Start of Block

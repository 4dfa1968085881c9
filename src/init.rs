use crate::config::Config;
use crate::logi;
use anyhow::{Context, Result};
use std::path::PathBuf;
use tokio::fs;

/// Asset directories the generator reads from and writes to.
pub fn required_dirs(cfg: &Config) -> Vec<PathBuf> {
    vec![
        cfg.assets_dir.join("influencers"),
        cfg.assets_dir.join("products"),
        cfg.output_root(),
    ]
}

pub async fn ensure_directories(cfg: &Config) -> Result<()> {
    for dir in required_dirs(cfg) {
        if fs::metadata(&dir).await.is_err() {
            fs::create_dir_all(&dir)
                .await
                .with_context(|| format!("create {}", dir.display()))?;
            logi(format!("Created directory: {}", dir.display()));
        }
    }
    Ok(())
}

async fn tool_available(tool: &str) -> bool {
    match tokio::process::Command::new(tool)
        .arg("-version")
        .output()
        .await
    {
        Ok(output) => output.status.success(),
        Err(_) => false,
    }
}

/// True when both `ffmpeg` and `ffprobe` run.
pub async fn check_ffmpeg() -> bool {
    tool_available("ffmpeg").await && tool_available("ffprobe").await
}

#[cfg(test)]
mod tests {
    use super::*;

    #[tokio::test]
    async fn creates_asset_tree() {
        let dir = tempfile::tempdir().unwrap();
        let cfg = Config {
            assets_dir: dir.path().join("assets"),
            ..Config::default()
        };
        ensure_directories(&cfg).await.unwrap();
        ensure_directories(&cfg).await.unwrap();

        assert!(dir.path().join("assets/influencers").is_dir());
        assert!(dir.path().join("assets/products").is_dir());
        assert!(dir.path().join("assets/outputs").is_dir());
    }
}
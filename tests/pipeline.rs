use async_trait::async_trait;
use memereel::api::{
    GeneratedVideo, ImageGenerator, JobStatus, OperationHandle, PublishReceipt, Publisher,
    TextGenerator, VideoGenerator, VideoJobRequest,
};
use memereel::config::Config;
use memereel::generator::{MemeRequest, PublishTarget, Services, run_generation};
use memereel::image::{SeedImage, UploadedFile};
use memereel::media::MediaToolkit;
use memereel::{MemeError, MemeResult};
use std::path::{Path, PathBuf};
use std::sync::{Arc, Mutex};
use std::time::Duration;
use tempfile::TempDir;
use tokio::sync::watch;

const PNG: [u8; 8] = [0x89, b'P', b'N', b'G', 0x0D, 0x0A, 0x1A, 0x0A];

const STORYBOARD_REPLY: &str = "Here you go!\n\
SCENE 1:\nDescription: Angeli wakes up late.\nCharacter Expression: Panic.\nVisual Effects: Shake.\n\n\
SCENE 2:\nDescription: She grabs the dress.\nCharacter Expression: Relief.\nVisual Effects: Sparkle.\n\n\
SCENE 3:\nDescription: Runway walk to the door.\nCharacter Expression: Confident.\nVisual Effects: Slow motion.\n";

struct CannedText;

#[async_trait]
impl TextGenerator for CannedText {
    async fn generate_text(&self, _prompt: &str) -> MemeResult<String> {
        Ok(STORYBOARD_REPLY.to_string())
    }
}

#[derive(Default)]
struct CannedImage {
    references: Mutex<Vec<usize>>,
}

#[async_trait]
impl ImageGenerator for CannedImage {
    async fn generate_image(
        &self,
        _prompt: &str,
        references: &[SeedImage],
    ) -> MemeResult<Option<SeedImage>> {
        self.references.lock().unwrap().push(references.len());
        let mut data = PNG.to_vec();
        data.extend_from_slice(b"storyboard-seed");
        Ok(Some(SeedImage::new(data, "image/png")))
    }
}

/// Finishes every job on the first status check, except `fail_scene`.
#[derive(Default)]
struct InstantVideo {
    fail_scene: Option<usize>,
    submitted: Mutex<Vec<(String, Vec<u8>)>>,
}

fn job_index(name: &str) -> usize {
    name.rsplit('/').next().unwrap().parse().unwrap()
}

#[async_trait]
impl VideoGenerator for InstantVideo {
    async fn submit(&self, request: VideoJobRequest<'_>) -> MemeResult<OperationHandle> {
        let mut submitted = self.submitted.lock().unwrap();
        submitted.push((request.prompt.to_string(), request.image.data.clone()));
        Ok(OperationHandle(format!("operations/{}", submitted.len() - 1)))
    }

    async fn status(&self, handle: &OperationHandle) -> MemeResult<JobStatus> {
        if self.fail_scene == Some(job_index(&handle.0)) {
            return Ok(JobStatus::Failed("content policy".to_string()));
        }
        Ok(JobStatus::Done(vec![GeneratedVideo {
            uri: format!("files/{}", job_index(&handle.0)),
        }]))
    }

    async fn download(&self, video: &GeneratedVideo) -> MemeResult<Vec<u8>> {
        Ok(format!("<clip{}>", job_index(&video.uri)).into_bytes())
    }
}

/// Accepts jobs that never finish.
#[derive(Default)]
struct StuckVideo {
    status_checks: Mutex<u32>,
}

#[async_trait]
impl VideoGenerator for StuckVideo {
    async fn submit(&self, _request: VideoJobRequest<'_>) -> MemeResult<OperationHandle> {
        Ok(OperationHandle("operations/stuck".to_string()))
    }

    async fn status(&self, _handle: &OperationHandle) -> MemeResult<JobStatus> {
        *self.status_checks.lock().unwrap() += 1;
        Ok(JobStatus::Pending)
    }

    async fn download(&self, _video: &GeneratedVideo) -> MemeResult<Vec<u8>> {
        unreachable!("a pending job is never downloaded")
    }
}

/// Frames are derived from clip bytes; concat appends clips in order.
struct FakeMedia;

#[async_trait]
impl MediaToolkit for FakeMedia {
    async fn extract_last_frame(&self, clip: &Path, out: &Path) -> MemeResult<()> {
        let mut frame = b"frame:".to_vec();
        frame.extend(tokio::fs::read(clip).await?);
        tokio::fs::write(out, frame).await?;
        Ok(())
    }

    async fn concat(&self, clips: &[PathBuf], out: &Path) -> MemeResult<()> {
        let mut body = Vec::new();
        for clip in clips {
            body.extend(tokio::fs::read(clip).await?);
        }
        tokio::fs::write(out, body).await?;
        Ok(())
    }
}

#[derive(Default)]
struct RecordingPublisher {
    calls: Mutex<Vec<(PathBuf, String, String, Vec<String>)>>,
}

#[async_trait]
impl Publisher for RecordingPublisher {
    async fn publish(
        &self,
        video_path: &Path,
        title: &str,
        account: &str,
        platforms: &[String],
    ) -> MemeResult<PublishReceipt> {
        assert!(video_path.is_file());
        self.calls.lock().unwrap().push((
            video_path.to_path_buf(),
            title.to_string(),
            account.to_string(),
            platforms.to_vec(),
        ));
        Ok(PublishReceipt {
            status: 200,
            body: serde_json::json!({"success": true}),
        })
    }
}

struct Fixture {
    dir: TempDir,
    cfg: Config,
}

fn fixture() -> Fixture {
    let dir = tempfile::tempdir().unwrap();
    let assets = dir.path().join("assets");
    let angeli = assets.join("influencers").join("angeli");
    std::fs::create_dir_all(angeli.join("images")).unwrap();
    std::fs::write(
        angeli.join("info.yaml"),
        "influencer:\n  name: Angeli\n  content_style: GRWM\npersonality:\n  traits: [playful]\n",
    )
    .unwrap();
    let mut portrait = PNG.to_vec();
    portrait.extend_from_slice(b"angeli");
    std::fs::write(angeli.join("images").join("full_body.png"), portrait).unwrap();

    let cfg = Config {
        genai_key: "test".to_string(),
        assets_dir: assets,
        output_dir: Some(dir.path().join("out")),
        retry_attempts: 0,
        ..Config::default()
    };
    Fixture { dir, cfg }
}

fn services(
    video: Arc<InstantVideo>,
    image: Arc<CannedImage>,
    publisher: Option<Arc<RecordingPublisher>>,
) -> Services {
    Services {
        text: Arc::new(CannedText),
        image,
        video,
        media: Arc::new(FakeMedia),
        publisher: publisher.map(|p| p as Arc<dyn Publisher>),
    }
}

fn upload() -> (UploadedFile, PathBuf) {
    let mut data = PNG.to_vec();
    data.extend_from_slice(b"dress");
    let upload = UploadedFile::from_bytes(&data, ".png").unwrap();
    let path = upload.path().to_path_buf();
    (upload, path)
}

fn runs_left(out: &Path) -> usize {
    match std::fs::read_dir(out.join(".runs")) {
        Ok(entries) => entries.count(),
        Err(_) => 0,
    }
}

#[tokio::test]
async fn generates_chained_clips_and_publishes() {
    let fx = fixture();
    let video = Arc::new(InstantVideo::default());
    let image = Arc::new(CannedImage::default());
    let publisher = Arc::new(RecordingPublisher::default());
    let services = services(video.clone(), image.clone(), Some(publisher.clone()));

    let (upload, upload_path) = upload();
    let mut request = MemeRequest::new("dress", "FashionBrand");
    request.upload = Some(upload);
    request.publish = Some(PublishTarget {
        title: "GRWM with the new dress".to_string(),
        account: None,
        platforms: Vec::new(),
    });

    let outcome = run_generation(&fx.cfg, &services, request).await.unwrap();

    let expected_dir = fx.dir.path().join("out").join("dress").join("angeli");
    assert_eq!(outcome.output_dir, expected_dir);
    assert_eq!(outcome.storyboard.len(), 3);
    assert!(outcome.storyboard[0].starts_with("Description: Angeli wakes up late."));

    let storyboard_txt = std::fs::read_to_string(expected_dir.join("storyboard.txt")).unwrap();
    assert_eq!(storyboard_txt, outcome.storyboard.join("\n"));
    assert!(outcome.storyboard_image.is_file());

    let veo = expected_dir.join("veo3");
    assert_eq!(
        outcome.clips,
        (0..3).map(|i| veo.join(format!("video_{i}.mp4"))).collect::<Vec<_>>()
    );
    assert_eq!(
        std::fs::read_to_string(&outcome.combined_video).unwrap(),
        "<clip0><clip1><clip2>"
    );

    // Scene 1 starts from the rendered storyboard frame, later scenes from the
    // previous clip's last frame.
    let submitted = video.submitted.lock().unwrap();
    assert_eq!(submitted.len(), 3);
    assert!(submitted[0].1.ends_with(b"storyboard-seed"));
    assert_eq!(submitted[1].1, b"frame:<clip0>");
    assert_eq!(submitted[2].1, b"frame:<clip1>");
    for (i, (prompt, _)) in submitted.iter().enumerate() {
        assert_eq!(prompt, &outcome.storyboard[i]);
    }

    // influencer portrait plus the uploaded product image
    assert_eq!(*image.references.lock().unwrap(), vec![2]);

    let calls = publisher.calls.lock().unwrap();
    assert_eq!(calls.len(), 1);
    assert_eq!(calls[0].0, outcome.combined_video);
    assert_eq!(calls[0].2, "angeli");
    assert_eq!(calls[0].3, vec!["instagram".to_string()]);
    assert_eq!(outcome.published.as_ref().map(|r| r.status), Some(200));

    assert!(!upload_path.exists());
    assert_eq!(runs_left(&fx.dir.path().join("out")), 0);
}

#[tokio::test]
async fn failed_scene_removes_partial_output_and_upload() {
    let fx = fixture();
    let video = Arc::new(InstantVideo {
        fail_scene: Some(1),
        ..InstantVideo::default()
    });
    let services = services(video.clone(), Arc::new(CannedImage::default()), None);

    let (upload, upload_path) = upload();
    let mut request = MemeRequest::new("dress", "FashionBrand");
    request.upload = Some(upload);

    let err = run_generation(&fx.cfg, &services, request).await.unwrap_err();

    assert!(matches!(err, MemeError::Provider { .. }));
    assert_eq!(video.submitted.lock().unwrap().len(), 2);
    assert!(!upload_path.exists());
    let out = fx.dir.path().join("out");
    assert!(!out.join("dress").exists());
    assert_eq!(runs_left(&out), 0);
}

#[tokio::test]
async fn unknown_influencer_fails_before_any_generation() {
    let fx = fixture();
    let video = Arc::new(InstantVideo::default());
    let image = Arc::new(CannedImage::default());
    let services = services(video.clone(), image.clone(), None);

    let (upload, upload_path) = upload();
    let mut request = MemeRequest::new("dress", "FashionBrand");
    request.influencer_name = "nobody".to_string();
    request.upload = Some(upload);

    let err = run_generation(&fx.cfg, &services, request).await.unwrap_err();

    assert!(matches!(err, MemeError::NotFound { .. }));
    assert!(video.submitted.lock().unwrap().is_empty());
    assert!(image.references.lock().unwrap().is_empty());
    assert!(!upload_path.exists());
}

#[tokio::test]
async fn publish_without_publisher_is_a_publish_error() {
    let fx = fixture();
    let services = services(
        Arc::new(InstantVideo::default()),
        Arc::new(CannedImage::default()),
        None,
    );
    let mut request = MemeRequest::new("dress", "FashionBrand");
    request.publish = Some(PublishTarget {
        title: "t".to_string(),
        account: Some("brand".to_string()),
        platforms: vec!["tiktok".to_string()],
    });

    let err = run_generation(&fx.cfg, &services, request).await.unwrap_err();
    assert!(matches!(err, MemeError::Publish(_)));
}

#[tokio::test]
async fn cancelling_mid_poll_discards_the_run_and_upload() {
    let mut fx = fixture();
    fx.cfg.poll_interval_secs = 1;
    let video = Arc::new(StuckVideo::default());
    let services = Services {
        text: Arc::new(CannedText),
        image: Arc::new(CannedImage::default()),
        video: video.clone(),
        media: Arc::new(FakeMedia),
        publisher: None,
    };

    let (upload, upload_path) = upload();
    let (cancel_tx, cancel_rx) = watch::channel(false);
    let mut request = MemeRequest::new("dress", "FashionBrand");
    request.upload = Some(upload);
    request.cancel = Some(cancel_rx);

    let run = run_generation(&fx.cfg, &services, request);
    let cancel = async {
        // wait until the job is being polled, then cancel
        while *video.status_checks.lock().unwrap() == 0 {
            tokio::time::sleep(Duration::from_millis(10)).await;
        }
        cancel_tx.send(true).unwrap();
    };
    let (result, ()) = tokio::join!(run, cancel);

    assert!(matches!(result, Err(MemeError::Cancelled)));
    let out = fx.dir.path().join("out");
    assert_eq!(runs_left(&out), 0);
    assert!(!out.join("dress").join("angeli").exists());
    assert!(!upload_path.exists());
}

End of Block
Start of Block

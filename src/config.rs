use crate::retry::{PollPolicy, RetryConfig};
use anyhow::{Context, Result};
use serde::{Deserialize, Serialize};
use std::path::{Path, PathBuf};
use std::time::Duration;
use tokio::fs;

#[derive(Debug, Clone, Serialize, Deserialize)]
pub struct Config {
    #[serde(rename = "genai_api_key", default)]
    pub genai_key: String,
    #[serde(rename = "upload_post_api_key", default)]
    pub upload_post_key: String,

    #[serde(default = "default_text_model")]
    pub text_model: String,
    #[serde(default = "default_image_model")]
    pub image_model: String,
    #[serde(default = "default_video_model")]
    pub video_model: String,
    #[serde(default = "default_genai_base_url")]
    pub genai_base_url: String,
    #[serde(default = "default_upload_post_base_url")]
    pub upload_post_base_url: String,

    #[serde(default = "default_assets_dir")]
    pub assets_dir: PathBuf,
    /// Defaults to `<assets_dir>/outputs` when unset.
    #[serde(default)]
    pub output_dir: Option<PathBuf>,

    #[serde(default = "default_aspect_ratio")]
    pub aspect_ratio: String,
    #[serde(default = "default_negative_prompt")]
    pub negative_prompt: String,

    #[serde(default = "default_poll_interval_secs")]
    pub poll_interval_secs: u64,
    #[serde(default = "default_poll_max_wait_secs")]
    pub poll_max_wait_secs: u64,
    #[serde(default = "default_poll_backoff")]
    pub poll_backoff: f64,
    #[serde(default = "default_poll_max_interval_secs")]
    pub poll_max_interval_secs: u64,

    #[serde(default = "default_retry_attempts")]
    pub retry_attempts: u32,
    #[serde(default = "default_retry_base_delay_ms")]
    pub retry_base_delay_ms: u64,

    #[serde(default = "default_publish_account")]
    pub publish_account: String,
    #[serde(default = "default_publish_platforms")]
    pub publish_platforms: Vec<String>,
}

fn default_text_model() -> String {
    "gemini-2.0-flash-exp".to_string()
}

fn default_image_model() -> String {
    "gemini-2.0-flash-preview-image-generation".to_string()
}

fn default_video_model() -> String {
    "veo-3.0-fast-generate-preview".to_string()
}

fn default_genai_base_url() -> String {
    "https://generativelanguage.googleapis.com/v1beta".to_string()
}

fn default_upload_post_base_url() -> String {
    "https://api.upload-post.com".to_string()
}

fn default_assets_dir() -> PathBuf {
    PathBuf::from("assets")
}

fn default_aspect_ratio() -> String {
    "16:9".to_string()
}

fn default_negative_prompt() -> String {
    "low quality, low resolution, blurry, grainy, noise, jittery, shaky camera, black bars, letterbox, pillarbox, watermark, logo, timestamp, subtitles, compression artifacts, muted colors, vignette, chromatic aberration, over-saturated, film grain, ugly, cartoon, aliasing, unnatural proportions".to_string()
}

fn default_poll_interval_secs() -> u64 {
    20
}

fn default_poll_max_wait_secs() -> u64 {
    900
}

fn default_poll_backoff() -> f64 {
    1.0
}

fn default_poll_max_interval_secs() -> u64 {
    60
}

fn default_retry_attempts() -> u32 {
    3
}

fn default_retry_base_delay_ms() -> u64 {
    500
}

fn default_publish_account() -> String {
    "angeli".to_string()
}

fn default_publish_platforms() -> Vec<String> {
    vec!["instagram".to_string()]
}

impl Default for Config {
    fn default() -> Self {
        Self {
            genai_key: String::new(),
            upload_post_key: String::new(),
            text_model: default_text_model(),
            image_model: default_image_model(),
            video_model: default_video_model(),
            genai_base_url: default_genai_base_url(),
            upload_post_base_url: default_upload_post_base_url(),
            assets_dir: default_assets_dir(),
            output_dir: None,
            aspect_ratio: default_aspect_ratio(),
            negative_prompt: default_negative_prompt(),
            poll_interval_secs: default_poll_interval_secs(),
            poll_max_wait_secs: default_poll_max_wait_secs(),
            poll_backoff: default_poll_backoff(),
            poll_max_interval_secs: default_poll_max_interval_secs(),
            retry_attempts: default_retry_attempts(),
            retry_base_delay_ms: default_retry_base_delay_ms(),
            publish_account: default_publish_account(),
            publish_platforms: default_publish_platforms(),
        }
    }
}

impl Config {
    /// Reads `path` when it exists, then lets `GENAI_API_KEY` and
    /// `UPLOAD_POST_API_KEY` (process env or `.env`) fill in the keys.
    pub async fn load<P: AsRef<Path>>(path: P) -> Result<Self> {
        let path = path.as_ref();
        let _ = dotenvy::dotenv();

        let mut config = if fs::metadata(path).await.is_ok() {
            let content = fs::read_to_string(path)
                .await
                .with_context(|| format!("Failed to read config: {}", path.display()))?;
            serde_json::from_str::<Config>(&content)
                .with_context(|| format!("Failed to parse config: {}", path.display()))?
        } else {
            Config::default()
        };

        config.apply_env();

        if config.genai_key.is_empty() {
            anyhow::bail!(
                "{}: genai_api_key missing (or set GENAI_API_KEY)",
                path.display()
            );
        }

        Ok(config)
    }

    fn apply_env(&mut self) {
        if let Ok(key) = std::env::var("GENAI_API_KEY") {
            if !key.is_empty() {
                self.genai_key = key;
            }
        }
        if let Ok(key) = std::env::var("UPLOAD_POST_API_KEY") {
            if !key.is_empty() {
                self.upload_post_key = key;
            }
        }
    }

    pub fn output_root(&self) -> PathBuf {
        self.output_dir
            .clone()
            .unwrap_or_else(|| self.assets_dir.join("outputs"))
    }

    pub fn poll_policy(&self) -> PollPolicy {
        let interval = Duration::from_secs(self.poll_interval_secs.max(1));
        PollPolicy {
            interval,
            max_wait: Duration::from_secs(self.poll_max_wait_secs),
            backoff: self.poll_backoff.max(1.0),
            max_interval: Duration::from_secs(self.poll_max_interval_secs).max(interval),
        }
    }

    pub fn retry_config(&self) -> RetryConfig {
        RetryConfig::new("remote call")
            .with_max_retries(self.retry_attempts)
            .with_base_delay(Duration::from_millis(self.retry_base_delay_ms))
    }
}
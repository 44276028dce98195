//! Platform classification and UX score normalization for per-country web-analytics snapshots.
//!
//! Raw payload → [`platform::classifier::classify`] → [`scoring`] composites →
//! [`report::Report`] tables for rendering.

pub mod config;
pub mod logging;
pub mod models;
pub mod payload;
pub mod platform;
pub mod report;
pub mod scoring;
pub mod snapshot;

End of Block

Please report every line of the listing that contains the string "push".

_OUTPUT FOR THIS EXERCISE_.
        self.references.lock().unwrap().push(references.len());
        submitted.push((request.prompt.to_string(), request.image.data.clone()));
        self.calls.lock().unwrap().push((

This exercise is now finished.